Patients and Methods
The comparative, prospective, double-blind, placebo-controlled study was conducted from October 2020 to April 2021 at the Paediatric Emergency Service after approval from the ethics review committee of Diyarbakir Gazi Yasargil Training and Research Hospital, Turkey. The sample was raised using random sampling technique. The patients and the observing physicians were kept blinded to the treatment. The patients were followed up for 10 days. Three or more watery or loose stools in 24 hours for a minimum of one day and a maximum of 14 days were considered diarrhoea.
The patients included were aged between 6 months and 6 years, had acute diarrhoea, defined as > 3 loose, watery stools/day within the preceding 24 hours, had diarrhoea <2 weeks, had stool samples available and whose parents furnished informed consent.
Those excluded were outside the age range, had blood in the stool, had hospital-acquired or infectious diarrhoea requiring antibiotic treatment, those with chronic diarrhoea, or with severe dehydration and/or needing intensive care unit (ICU) care, patients in need of hospitalisation due to acute diarrhoea, patients with persistent vomiting, abdominal swelling, seizures, having malnutrition, any chronic illness, central nervous system infection or respiratory tract infection, diarrhoea for >14 days, those using vitamins, zinc, antibiotics or probiotics for the preceding three months, and those having received treatment in other medical facility before admission.
AGE severity was evaluated by using the Vesikari score, which includes diarrhoea, vomiting, fever, dehydration and treatment parameters.6 Those who scored 1-10 were considered mild cases, and those who scored 11 and above were considered severe cases.
Dehydration was evaluated using the WHO guidelines.4 Patients with mild to moderate dehydration were administered ORS in a volume of 50-100ml/kg depending on the patient's condition for 4-8 hours in the observation room. The patient was followed up by the doctor in charge of the emergency department (ED). After the follow-up, the patient was discharged if her/his vital signs were stable with good oral intake and had no vomiting. When patients' hydration and oral intake improved, they were divided into four groups before going home. Only appropriate dietary recommendations were given to the control group 1. The recommended foods included an age-appropriate, readily available, high-energy, adequate amount of essential micronutrients, and were given a lactose-restricted diet. Breastfeeding continued. Foods such as yoghurt, cereal, meat, fish, eggs, bananas and fresh fruit juice were offered to those who took the supplement.

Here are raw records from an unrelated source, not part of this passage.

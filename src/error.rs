use axum::{
    Json,
    extract::rejection::{JsonRejection, PathRejection},
    http::StatusCode,
    response::{IntoResponse, Response},
};
use thiserror::Error;

use crate::{models::ErrorBody, storage::StorageError};

/// AppError
///
/// The single error taxonomy of the portal. Every handler and extractor returns it,
/// and `IntoResponse` maps each variant onto its HTTP status with a JSON
/// `{ "error": ... }` body.
///
/// Database failures inside a mutating repository call are raised while the
/// transaction is still open; dropping the transaction on the `?` path rolls back
/// every partial write before the error reaches this type.
#[derive(Debug, Error)]
pub enum AppError {
    #[error("{0}")]
    Validation(String),

    #[error("authentication required")]
    Unauthenticated,

    #[error("admin privileges required")]
    Forbidden,

    /// Covers both absent rows and rows hidden from the caller.
    #[error("{0} not found")]
    NotFound(&'static str),

    #[error("database error: {0}")]
    Database(#[from] sqlx::Error),

    #[error("upload storage error: {0}")]
    Upload(#[from] StorageError),
}

impl AppError {
    pub fn validation(message: impl Into<String>) -> Self {
        AppError::Validation(message.into())
    }

    pub fn status_code(&self) -> StatusCode {
        match self {
            AppError::Validation(_) => StatusCode::BAD_REQUEST,
            AppError::Unauthenticated => StatusCode::UNAUTHORIZED,
            AppError::Forbidden => StatusCode::FORBIDDEN,
            AppError::NotFound(_) => StatusCode::NOT_FOUND,
            AppError::Database(_) | AppError::Upload(_) => StatusCode::INTERNAL_SERVER_ERROR,
        }
    }
}

/// Malformed or wrongly-typed request bodies are validation failures (400), not 422.
impl From<JsonRejection> for AppError {
    fn from(rejection: JsonRejection) -> Self {
        AppError::Validation(rejection.body_text())
    }
}

/// A non-numeric or missing id segment is a validation failure with the usual JSON body.
impl From<PathRejection> for AppError {
    fn from(rejection: PathRejection) -> Self {
        AppError::Validation(rejection.body_text())
    }
}

impl IntoResponse for AppError {
    fn into_response(self) -> Response {
        let status = self.status_code();

        // Internal details are logged, never sent to the client.
        let message = if status.is_server_error() {
            tracing::error!(error = %self, "request failed");
            "internal server error".to_string()
        } else {
            tracing::debug!(error = %self, status = status.as_u16(), "request rejected");
            self.to_string()
        };

        (status, Json(ErrorBody { error: message })).into_response()
    }
}
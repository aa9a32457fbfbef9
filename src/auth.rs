use axum::{
    extract::{FromRef, FromRequestParts},
    http::{header, request::Parts},
};
use jsonwebtoken::{DecodingKey, Validation, decode, errors::ErrorKind};
use serde::{Deserialize, Serialize};
use uuid::Uuid;

use crate::{
    config::{AppConfig, Env},
    error::AppError,
    models::User,
    repository::RepositoryState,
};

/// Claims
///
/// The JWT payload issued by the identity service.
#[derive(Debug, Serialize, Deserialize)]
pub struct Claims {
    /// Subject (sub): the user's UUID, the primary key of `users`.
    pub sub: Uuid,
    /// Expiration Time (exp): always validated.
    pub exp: usize,
    /// Issued At (iat).
    pub iat: usize,
}

/// AuthUser
///
/// The resolved identity of an authenticated request. It is passed explicitly into
/// every operation; there is no ambient "current user".
#[derive(Debug, Clone)]
pub struct AuthUser {
    pub id: Uuid,
    /// Loaded from the database on every request, so revoking admin takes effect
    /// without waiting for the token to expire.
    pub is_admin: bool,
}

impl From<User> for AuthUser {
    fn from(user: User) -> Self {
        AuthUser {
            id: user.id,
            is_admin: user.is_admin,
        }
    }
}

/// AuthUser Extractor Implementation
///
/// Any handler that takes an `AuthUser` argument is authenticated. The steps are:
/// 1. Local Bypass: in `Env::Local`, an `x-user-id` header naming an existing user is accepted.
/// 2. Token Validation: `Authorization: Bearer <jwt>` signed with the configured secret.
/// 3. DB Lookup: the `sub` claim must resolve to an existing user.
///
/// Rejection: `AppError::Unauthenticated` (401) for every credential problem, and
/// `AppError::Database` (500) if the user lookup itself fails.
impl<S> FromRequestParts<S> for AuthUser
where
    S: Send + Sync,
    RepositoryState: FromRef<S>,
    AppConfig: FromRef<S>,
{
    type Rejection = AppError;

    async fn from_request_parts(parts: &mut Parts, state: &S) -> Result<Self, Self::Rejection> {
        let repo = RepositoryState::from_ref(state);
        let config = AppConfig::from_ref(state);

        // 1. Local Development Bypass
        if config.env == Env::Local {
            let bypass_id = parts
                .headers
                .get("x-user-id")
                .and_then(|value| value.to_str().ok())
                .and_then(|id_str| Uuid::parse_str(id_str).ok());

            if let Some(user_id) = bypass_id {
                if let Some(user) = repo.get_user(user_id).await? {
                    return Ok(user.into());
                }
                tracing::debug!(%user_id, "x-user-id bypass named an unknown user");
            }
        }
        // Production, or a failed bypass, falls through to JWT validation.

        // 2. Token Extraction
        let token = parts
            .headers
            .get(header::AUTHORIZATION)
            .and_then(|value| value.to_str().ok())
            .and_then(|value| value.strip_prefix("Bearer "))
            .ok_or(AppError::Unauthenticated)?;

        let decoding_key = DecodingKey::from_secret(config.jwt_secret.as_bytes());
        let mut validation = Validation::default();
        validation.validate_exp = true;

        let token_data = decode::<Claims>(token, &decoding_key, &validation).map_err(|e| {
            match e.kind() {
                ErrorKind::ExpiredSignature => tracing::debug!("rejected expired token"),
                other => tracing::debug!(error = ?other, "rejected invalid token"),
            }
            AppError::Unauthenticated
        })?;

        // 3. Database Lookup
        // A valid token for a deleted user is still rejected.
        let user = repo
            .get_user(token_data.claims.sub)
            .await?
            .ok_or(AppError::Unauthenticated)?;

        Ok(user.into())
    }
}
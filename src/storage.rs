use async_trait::async_trait;
use aws_sdk_s3 as s3;
use s3::presigning::PresigningConfig;
use std::sync::Arc;
use std::time::Duration;
use thiserror::Error;
use uuid::Uuid;

/// Presigned upload URLs expire after ten minutes.
const UPLOAD_URL_TTL: Duration = Duration::from_secs(600);

/// Object key prefix for uploaded video files.
const VIDEO_KEY_PREFIX: &str = "videos";

/// StorageError
#[derive(Debug, Error)]
pub enum StorageError {
    #[error("invalid presigning configuration: {0}")]
    Config(String),
    #[error("failed to presign upload: {0}")]
    Presign(String),
    #[error("simulated storage failure")]
    Simulated,
}

/// StorageService
///
/// Object storage used for video media files. The video row only records the object
/// key (`filename`); the file bytes go straight from the client to the bucket.
#[async_trait]
pub trait StorageService: Send + Sync {
    /// Creates the bucket if it is missing. Only called in `Env::Local`.
    async fn ensure_bucket_exists(&self);

    /// Generates a time-limited URL that accepts a single PUT of `key` with the given
    /// `content_type`.
    async fn get_presigned_upload_url(
        &self,
        key: &str,
        content_type: &str,
    ) -> Result<String, StorageError>;
}

/// S3StorageClient
///
/// AWS SDK client for any S3-compatible endpoint (MinIO locally). Path-style
/// addressing is forced because MinIO does not serve virtual-host buckets.
#[derive(Clone)]
pub struct S3StorageClient {
    client: s3::Client,
    bucket_name: String,
}

impl S3StorageClient {
    pub async fn new(
        endpoint: &str,
        region: &str,
        access_key: &str,
        secret_key: &str,
        bucket: &str,
    ) -> Self {
        let credentials =
            s3::config::Credentials::new(access_key, secret_key, None, None, "static");

        let config = s3::Config::builder()
            .credentials_provider(credentials)
            .endpoint_url(endpoint)
            .region(s3::config::Region::new(region.to_string()))
            .behavior_version_latest()
            .force_path_style(true)
            .build();

        Self {
            client: s3::Client::from_conf(config),
            bucket_name: bucket.to_string(),
        }
    }
}

#[async_trait]
impl StorageService for S3StorageClient {
    /// CreateBucket is idempotent; an "already owned" error is expected and ignored.
    async fn ensure_bucket_exists(&self) {
        if let Err(e) = self
            .client
            .create_bucket()
            .bucket(&self.bucket_name)
            .send()
            .await
        {
            tracing::debug!(bucket = %self.bucket_name, error = %e, "create_bucket returned an error");
        }
    }

    async fn get_presigned_upload_url(
        &self,
        key: &str,
        content_type: &str,
    ) -> Result<String, StorageError> {
        let presigning = PresigningConfig::expires_in(UPLOAD_URL_TTL)
            .map_err(|e| StorageError::Config(e.to_string()))?;

        let presigned_req = self
            .client
            .put_object()
            .bucket(&self.bucket_name)
            .key(sanitize_key(key))
            // The signed request only accepts this Content-Type.
            .content_type(content_type)
            .presigned(presigning)
            .await
            .map_err(|e| StorageError::Presign(e.to_string()))?;

        Ok(presigned_req.uri().to_string())
    }
}

/// sanitize_key
///
/// Drops empty, `.` and `..` segments so a key can never climb out of its prefix.
pub fn sanitize_key(key: &str) -> String {
    key.split('/')
        .filter(|segment| !segment.is_empty() && *segment != ".." && *segment != ".")
        .collect::<Vec<_>>()
        .join("/")
}

/// video_object_key
///
/// Builds a fresh `videos/<uuid>.<ext>` key. Only the extension of the client's
/// filename survives; files without one get `bin`.
pub fn video_object_key(filename: &str) -> String {
    let extension = std::path::Path::new(filename)
        .extension()
        .and_then(std::ffi::OsStr::to_str)
        .filter(|ext| ext.chars().all(|c| c.is_ascii_alphanumeric()))
        .unwrap_or("bin");
    format!("{}/{}.{}", VIDEO_KEY_PREFIX, Uuid::new_v4(), extension)
}

/// MockStorageService
///
/// Deterministic `StorageService` for tests; no network access.
#[derive(Clone, Default)]
pub struct MockStorageService {
    /// When true, all operations return `StorageError::Simulated`.
    pub should_fail: bool,
}

impl MockStorageService {
    pub fn new() -> Self {
        Self { should_fail: false }
    }

    pub fn new_failing() -> Self {
        Self { should_fail: true }
    }
}

#[async_trait]
impl StorageService for MockStorageService {
    async fn ensure_bucket_exists(&self) {}

    async fn get_presigned_upload_url(
        &self,
        key: &str,
        _content_type: &str,
    ) -> Result<String, StorageError> {
        if self.should_fail {
            return Err(StorageError::Simulated);
        }

        Ok(format!(
            "http://localhost:9000/mock-bucket/{}?signature=fake",
            sanitize_key(key)
        ))
    }
}

/// StorageState
///
/// Shared handle to the storage service inside `AppState`.
pub type StorageState = Arc<dyn StorageService>;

Frequent, small feedings were recommended to the child every three or four hours. Group 2 was given a single probiotic containing bifidobacterium breve (BR3), bifidobacterium bifidum (BF3), bifidobacterium infantis (BT1) and bifidobacterium longum (BG7) strains 5x108 cfu for 10 days. Group 3 was given zinc suspension 20 mg/day for 10 days, and group 4 was given probiotics and zinc. The patients were called for check-up on the 5th day, and they were questioned about the treatment methods they had used, the number of daily diarrhoea and vomiting, and possible side effects. Children were evaluated in the ED observation room and were not hospitalised. The percentiles and z-score of weight, height and body mass index (BMI) were calculated using the WHO Anthroplus v 1.0.4 software.7
Demographic data of the patients, admission complaints, physical examination findings, dehydration degrees, and laboratory examinations were recorded.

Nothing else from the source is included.